━━━ RECORDS FOR PROCESSING ━━━
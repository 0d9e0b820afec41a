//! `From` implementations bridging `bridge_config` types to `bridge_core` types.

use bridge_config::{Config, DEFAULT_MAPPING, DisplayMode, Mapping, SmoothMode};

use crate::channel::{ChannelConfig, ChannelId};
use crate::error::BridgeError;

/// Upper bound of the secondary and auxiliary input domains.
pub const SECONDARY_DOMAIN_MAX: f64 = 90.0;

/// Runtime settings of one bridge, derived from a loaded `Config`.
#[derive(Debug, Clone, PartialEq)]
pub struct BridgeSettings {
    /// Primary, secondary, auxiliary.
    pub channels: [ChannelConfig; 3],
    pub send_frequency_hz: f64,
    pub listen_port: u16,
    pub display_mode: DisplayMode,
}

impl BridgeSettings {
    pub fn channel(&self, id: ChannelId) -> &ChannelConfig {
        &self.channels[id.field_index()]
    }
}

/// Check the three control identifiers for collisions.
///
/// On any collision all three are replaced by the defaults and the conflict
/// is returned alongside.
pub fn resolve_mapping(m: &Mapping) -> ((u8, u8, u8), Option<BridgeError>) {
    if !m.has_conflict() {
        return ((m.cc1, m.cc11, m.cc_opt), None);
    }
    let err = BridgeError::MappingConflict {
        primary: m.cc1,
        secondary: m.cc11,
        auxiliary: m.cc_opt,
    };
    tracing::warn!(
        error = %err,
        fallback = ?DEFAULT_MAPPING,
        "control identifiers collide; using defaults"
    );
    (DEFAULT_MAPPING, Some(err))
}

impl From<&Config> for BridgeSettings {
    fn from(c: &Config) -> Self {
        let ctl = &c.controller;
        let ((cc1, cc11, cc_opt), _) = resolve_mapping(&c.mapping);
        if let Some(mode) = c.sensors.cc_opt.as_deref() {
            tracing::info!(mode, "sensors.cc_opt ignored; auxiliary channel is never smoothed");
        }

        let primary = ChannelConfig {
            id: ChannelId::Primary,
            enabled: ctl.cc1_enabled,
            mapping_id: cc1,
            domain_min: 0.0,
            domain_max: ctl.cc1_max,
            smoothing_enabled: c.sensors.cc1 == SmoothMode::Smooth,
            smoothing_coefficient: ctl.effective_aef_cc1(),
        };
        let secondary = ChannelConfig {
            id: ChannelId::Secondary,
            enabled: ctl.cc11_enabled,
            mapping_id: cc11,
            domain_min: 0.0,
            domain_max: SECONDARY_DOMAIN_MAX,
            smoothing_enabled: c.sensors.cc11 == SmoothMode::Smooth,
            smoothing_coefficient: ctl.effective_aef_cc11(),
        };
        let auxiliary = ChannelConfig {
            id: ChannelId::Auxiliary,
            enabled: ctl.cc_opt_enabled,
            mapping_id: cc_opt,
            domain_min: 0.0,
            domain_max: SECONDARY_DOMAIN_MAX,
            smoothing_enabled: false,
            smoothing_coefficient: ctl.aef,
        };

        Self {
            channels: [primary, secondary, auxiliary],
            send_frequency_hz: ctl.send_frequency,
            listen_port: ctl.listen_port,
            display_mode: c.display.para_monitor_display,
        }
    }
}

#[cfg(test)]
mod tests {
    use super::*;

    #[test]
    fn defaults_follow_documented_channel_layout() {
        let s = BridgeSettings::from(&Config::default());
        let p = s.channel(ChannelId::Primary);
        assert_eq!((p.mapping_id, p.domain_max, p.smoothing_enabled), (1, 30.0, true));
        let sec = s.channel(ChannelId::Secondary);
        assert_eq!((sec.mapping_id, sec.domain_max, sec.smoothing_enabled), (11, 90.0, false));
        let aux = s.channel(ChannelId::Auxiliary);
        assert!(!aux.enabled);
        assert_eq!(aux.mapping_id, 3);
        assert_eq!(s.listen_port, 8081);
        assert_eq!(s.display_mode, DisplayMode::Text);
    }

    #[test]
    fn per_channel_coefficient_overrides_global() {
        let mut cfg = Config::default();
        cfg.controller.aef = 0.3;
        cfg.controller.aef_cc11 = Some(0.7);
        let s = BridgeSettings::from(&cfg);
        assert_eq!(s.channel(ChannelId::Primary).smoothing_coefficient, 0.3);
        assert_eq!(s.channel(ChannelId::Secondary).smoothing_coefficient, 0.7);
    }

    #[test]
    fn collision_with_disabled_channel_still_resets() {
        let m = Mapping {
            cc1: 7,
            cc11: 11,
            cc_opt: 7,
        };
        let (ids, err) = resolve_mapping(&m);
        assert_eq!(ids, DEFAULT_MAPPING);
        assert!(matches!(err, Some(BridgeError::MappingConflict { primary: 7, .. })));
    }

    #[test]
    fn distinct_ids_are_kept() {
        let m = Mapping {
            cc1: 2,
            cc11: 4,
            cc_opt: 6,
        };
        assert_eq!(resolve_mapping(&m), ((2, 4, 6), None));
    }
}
━━━
━━━ RECORDS FOR PROCESSING ━━━
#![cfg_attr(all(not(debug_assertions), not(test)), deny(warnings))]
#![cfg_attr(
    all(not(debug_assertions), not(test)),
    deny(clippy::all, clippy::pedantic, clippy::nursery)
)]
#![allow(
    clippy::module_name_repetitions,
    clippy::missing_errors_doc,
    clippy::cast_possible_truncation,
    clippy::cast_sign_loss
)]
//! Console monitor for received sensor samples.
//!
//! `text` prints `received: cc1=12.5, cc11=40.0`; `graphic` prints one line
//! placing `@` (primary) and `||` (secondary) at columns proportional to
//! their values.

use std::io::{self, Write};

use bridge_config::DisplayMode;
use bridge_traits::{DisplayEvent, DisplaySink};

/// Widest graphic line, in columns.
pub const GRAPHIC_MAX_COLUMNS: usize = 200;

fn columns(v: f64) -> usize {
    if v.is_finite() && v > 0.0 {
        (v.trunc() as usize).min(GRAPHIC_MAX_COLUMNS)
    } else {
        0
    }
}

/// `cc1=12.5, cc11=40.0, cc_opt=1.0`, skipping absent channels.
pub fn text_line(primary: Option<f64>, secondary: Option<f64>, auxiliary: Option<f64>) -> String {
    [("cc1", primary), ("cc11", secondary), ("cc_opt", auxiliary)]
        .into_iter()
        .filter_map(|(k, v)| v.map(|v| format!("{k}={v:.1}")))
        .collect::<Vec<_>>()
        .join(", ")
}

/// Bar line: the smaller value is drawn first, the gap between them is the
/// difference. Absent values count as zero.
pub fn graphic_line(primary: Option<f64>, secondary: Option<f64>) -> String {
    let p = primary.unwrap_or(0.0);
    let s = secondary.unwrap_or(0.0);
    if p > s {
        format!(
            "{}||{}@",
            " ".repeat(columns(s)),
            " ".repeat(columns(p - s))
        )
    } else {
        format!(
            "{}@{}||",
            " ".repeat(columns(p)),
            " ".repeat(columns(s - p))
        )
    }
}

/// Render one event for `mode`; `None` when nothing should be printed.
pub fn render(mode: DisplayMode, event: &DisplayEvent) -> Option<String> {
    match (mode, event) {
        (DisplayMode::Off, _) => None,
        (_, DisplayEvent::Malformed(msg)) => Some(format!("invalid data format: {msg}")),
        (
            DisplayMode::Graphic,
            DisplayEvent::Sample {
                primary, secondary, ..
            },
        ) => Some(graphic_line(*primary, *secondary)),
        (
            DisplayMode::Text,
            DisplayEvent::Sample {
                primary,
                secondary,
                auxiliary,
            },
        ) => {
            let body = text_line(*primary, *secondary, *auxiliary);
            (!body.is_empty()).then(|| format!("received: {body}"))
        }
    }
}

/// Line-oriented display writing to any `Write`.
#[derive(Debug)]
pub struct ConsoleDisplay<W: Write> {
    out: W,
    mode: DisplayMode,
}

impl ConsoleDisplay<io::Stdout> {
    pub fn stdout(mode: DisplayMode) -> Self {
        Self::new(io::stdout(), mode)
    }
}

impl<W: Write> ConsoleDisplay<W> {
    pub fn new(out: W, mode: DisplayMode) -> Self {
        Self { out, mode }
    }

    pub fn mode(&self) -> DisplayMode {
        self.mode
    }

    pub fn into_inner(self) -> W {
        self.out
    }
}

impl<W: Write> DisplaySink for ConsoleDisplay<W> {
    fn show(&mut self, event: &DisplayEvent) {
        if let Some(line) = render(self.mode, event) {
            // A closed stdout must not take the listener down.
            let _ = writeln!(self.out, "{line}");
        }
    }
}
━━━
_TASK INSTRUCTIONS:_ Go back to the listing above. Copy word for word the lines from the one with "repository 0d9e0b820afec41a" through the one with "Runtime settings of", and nothing more.

_RESPONSE BELOW:_
repository 0d9e0b820afec41a
//! `From` implementations bridging `bridge_config` types to `bridge_core` types.

use bridge_config::{Config, DEFAULT_MAPPING, DisplayMode, Mapping, SmoothMode};

use crate::channel::{ChannelConfig, ChannelId};
use crate::error::BridgeError;

/// Upper bound of the secondary and auxiliary input domains.
pub const SECONDARY_DOMAIN_MAX: f64 = 90.0;

/// Runtime settings of one bridge, derived from a loaded `Config`.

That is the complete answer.